En cada una de sus obras, Brancusi despoja de su apariencia superficial el objeto que esculpe, a fin de que su fondo esencial, su ser real, se manifieste. Las formas se purifican, lo sobrante desaparece, caen las envolturas y, de este despojamiento brota el ser profundo, la expresión luminosa del sentido que lo anima a emprender el vuelo. He buscado durante toda mi vida la esencia del vuelo, nos dice este artista. De este anhelo de atrapar el vuelo del pájaro nace la serie que inicia con la Maïastra (pájaro estilizado), serie de 27 obras que le tomó 22 años de su vida: “Quise que la Maïastra alce la cabeza sin expresar, por este movimiento, arrogancia, orgullo o desafío. Ese fue el problema más difícil y, luego de un gran esfuerzo, logré integrar en este movimiento el apogeo del vuelo”.

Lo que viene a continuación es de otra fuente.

// SPDX-License-Identifier: Apache-2.0
// Copyright Open Network Fabric Authors

use thiserror::Error;

/// The error returned by every stage
#[derive(Debug, Error)]
pub enum ChainError {
    /// A stage failed
    #[error("{stage}: {source}")]
    Stage {
        /// name of the stage that failed
        stage: &'static str,
        /// what went wrong
        #[source]
        source: Box<dyn std::error::Error + Send + Sync>,
    },

    /// A stage failed and closing what was already established failed too
    #[error("{source} (cleanup failed: {cleanup})")]
    CleanupFailed {
        /// the original failure
        #[source]
        source: Box<ChainError>,
        /// the failure of the cleanup
        cleanup: Box<ChainError>,
    },

    /// The deadline of the request passed
    #[error("Deadline exceeded")]
    DeadlineExceeded,

    /// The request was cancelled
    #[error("Request cancelled")]
    Cancelled,

    /// The caller is not allowed to use this endpoint
    #[error("Peer {0} is not authorized")]
    Unauthorized(String),

    /// The request did not carry a connection id
    #[error("Request has no connection id")]
    MissingConnectionId,

    /// A chain was built with two stages with the same name
    #[error("Duplicate stage: {0}")]
    DuplicateStage(String),
}

impl ChainError {
    /// Wrap the failure of a stage
    pub fn stage<E>(stage: &'static str, error: E) -> Self
    where
        E: std::error::Error + Send + Sync + 'static,
    {
        ChainError::Stage {
            stage,
            source: Box::new(error),
        }
    }

    /// Attach the outcome of a cleanup to this error. A successful cleanup leaves the
    /// error unchanged.
    #[must_use]
    pub fn with_cleanup(self, cleanup: Result<(), ChainError>) -> Self {
        match cleanup {
            Ok(()) => self,
            Err(cleanup) => ChainError::CleanupFailed {
                source: Box::new(self),
                cleanup: Box::new(cleanup),
            },
        }
    }

    /// The original failure, looking through cleanup failures
    #[must_use]
    pub fn primary(&self) -> &ChainError {
        match self {
            ChainError::CleanupFailed { source, .. } => source.primary(),
            other => other,
        }
    }

    /// The name of the stage that originally failed, if any
    #[must_use]
    pub fn failed_stage(&self) -> Option<&'static str> {
        match self.primary() {
            ChainError::Stage { stage, .. } => Some(*stage),
            _ => None,
        }
    }
}
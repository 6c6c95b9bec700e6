// SPDX-License-Identifier: Apache-2.0
// Copyright Open Network Fabric Authors

use std::collections::BTreeMap;
use std::fmt::Display;

/// Opaque identifier of a connection, stable for its whole lifetime
#[derive(Debug, Clone, Default, PartialEq, Eq, Hash, PartialOrd, Ord)]
pub struct ConnectionId(String);

impl ConnectionId {
    /// Build an id from a string
    #[must_use]
    pub fn new(id: &str) -> Self {
        Self(id.to_owned())
    }
    /// The id, as a string
    #[must_use]
    pub fn as_str(&self) -> &str {
        &self.0
    }
    /// Tell if the id is empty. Empty ids are rejected by chains.
    #[must_use]
    pub fn is_empty(&self) -> bool {
        self.0.is_empty()
    }
}

impl From<&str> for ConnectionId {
    fn from(id: &str) -> Self {
        Self::new(id)
    }
}

impl Display for ConnectionId {
    fn fmt(&self, f: &mut std::fmt::Formatter<'_>) -> std::fmt::Result {
        f.write_str(&self.0)
    }
}

/// A way to attach a connection to an endpoint (e.g. a shared-memory interface), with
/// its parameters
#[derive(Debug, Clone, Default, PartialEq, Eq)]
pub struct Mechanism {
    /// mechanism type, e.g. `MEMIF`
    pub kind: String,
    /// free-form parameters
    pub parameters: BTreeMap<String, String>,
}

impl Mechanism {
    /// A mechanism of the given type, without parameters
    #[must_use]
    pub fn new(kind: &str) -> Self {
        Self {
            kind: kind.to_owned(),
            parameters: BTreeMap::new(),
        }
    }
}

/// A logical connection through the mesh
#[derive(Debug, Clone, Default, PartialEq, Eq)]
pub struct Connection {
    /// connection id
    pub id: ConnectionId,
    /// name of the network service the connection is for
    pub network_service: String,
    /// labels of the connection
    pub labels: BTreeMap<String, String>,
    /// mechanism selected for the connection, once negotiated
    pub mechanism: Option<Mechanism>,
}

impl Connection {
    /// A connection to the given network service, without labels nor mechanism
    #[must_use]
    pub fn new(id: &str, network_service: &str) -> Self {
        Self {
            id: ConnectionId::new(id),
            network_service: network_service.to_owned(),
            ..Self::default()
        }
    }
}

/// A request to establish (or refresh) a connection
#[derive(Debug, Clone, Default, PartialEq, Eq)]
pub struct NetworkServiceRequest {
    /// the connection requested
    pub connection: Connection,
    /// mechanisms acceptable to the requester, by order of preference
    pub mechanism_preferences: Vec<Mechanism>,
}

impl NetworkServiceRequest {
    /// A request for the given connection, with the given preferred mechanisms
    #[must_use]
    pub fn new(connection: Connection, mechanism_preferences: Vec<Mechanism>) -> Self {
        Self {
            connection,
            mechanism_preferences,
        }
    }
}
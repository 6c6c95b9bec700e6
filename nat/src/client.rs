// SPDX-License-Identifier: Apache-2.0
// Copyright Open Network Fabric Authors

//! NAT stage of the client chain: marks the consumer-facing interface as NAT outside and
//! makes sure the NAT IP is in the translation pool.

use crate::tracker::ConfiguredConnections;
use crate::{NatError, ifindex};
use async_trait::async_trait;
use chain::metadata::Side;
use chain::{
    ChainError, Connection, Context, NetworkService, NetworkServiceRequest, Next,
    close_on_failure,
};
use config::NatConfig;
use dplane::NatConfigurator;
use std::sync::Arc;
#[allow(unused)]
use tracing::{debug, error, info, warn};

/// Name under which [`NatClient`] reports its failures
pub const NAT_CLIENT_STAGE: &str = "nat-client";

pub struct NatClient {
    config: Arc<NatConfig>,
    nat: NatConfigurator,
    configured: ConfiguredConnections,
}

impl NatClient {
    #[must_use]
    pub fn new(config: Arc<NatConfig>, nat: NatConfigurator) -> Self {
        Self {
            config,
            nat,
            configured: ConfiguredConnections::new(),
        }
    }

    /// The connections configured by this stage
    #[must_use]
    pub fn configured(&self) -> &ConfiguredConnections {
        &self.configured
    }

    async fn configure(&self, ctx: &Context) -> Result<(), NatError> {
        let client = ifindex::load(ctx, Side::Client)
            .ok_or(NatError::HandleUnavailable(Side::Client))?;
        if !client.is_valid() {
            return Err(NatError::ZeroHandle(Side::Client));
        }

        self.nat.mark_outside(client).await?;
        // repeated for every new connection, in case the engine lost its pool
        self.nat.add_address_pool(&self.config.nat_ip).await?;

        if let Some(range) = self.config.port_range {
            if let Err(e) = self.nat.configure_port_range(range.start, range.end).await {
                warn!("Could not set NAT port range {range}, the engine keeps its default: {e}");
            }
        }
        Ok(())
    }
}

#[async_trait]
impl NetworkService for NatClient {
    async fn request(
        &self,
        ctx: &Context,
        request: NetworkServiceRequest,
        next: Next<'_>,
    ) -> Result<Connection, ChainError> {
        let postponed = ctx.postpone();
        let conn = next.request(ctx, request).await?;

        if self.configured.contains(&conn.id) {
            debug!("NAT already configured for connection {}", conn.id);
            return Ok(conn);
        }

        if let Err(e) = self.configure(ctx).await {
            error!("Failed to configure NAT for connection {}: {e}", conn.id);
            let e = e.in_stage(NAT_CLIENT_STAGE);
            return Err(close_on_failure(&postponed, &conn, next, e).await);
        }

        self.configured.mark(&conn.id);
        info!(
            "NAT configured for connection {} (client side), translating to {}",
            conn.id, self.config.nat_ip
        );
        Ok(conn)
    }

    async fn close(
        &self,
        ctx: &Context,
        connection: &Connection,
        next: Next<'_>,
    ) -> Result<(), ChainError> {
        if self.configured.remove(&connection.id) {
            debug!("Forgetting NAT configuration of connection {} (client side)", connection.id);
        }
        next.close(ctx, connection).await
    }
}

Calificado de artista abstracto por la crítica, así como de surrealista, Brancusi rechaza ambas clasificaciones y se afirma hiperrealista: “Son unos imbéciles quienes dicen que mi trabajo es abstracto… lo que califican de abstracto es lo más realista, es lo que es real; no es la forma exterior, sino la idea, la esencia de las cosas”, responde Brancusi a la crítica. A semejanza de Rodin, en cuyo atelier pasa un breve periodo, desea expresar lo propio al hombre: no una infinidad cuantitativa (la grandilocuencia), sino una infinidad cualitativa, su alma, más allá de cualquier medida. Esta ambición no significa el abandono de la materia, al contrario, es el uso apropiado de su naturaleza al servicio de una realidad más fundamental que toca lo inmaterial. El genio de Brancusi es hacer coincidir el fondo y la forma, traer a la superficie el alma de las cosas, dar materia a la revelación fulgurante.

Nacido en 1876, en el entonces principado de Rumania, donde llevó a cabo estudios de bellas artes, Constantin Brancusi llega a París en 1904, después de un largo trayecto emprendido a pie. Víctima de una lluvia torrencial en Suiza, sufre una pulmonía y se ve hospitalizado. Aliviado, termina en tren su periplo a la capital francesa. Amigo de Fernand Léger, Marcel Duchamp, Amadeo Modigliani, después de una breve etapa de aprendizaje en el taller de Rodin, de quien se aleja porque nada crece a la sombra de los grandes árboles. Brancusi desea trazar su camino personal y se instala en el espacio, agrandado con los años, que será su taller. La reconstrucción de éste, parte de la actual exposición, fue realizada hace buen tiempo en el exterior del Centro Pompidou, al cual se incrusta como una extensión. Su admiración por Rodin no decae, pero Brancusi quiere ir más lejos. La Prière, de 1907, ilustra la génesis de esta ambición: la mujer arrodillada es una alegoría, a la vez, del recogimiento, la soledad y el tormento. Pero, para este artista, La Prière es aún demasiado figurativa. Con Le Baiser, 1907, primera versión de una larga serie, el escultor deja atrás una etapa. Bloque de piedra donde se ven dos rostros unidos, casi fundidos. Los rasgos son apenas esbozados, la figuración es mínima: se trata de expresar la esencia del beso más allá de cualquier personalización. ¿Qué se ve en este abrazo en el cual los amantes parecen abolirse uno a otro? Búsqueda de unión, anhelo de constituir una totalidad autónoma. Esta expresión del impulso amoroso se efectúa mediante la supresión de la singularidad de los amorosos y, en esta evanescencia, se manifiesta la esencia misma del Eros. Brancusi afirma sin duda alguna: las formas exteriores están lejos de la verdad esencial, alejadas del gran evento del nacimiento de los seres, de sus dichas y sus tragedias, sin siquiera hablar de la grandeza de la vida y de la muerte.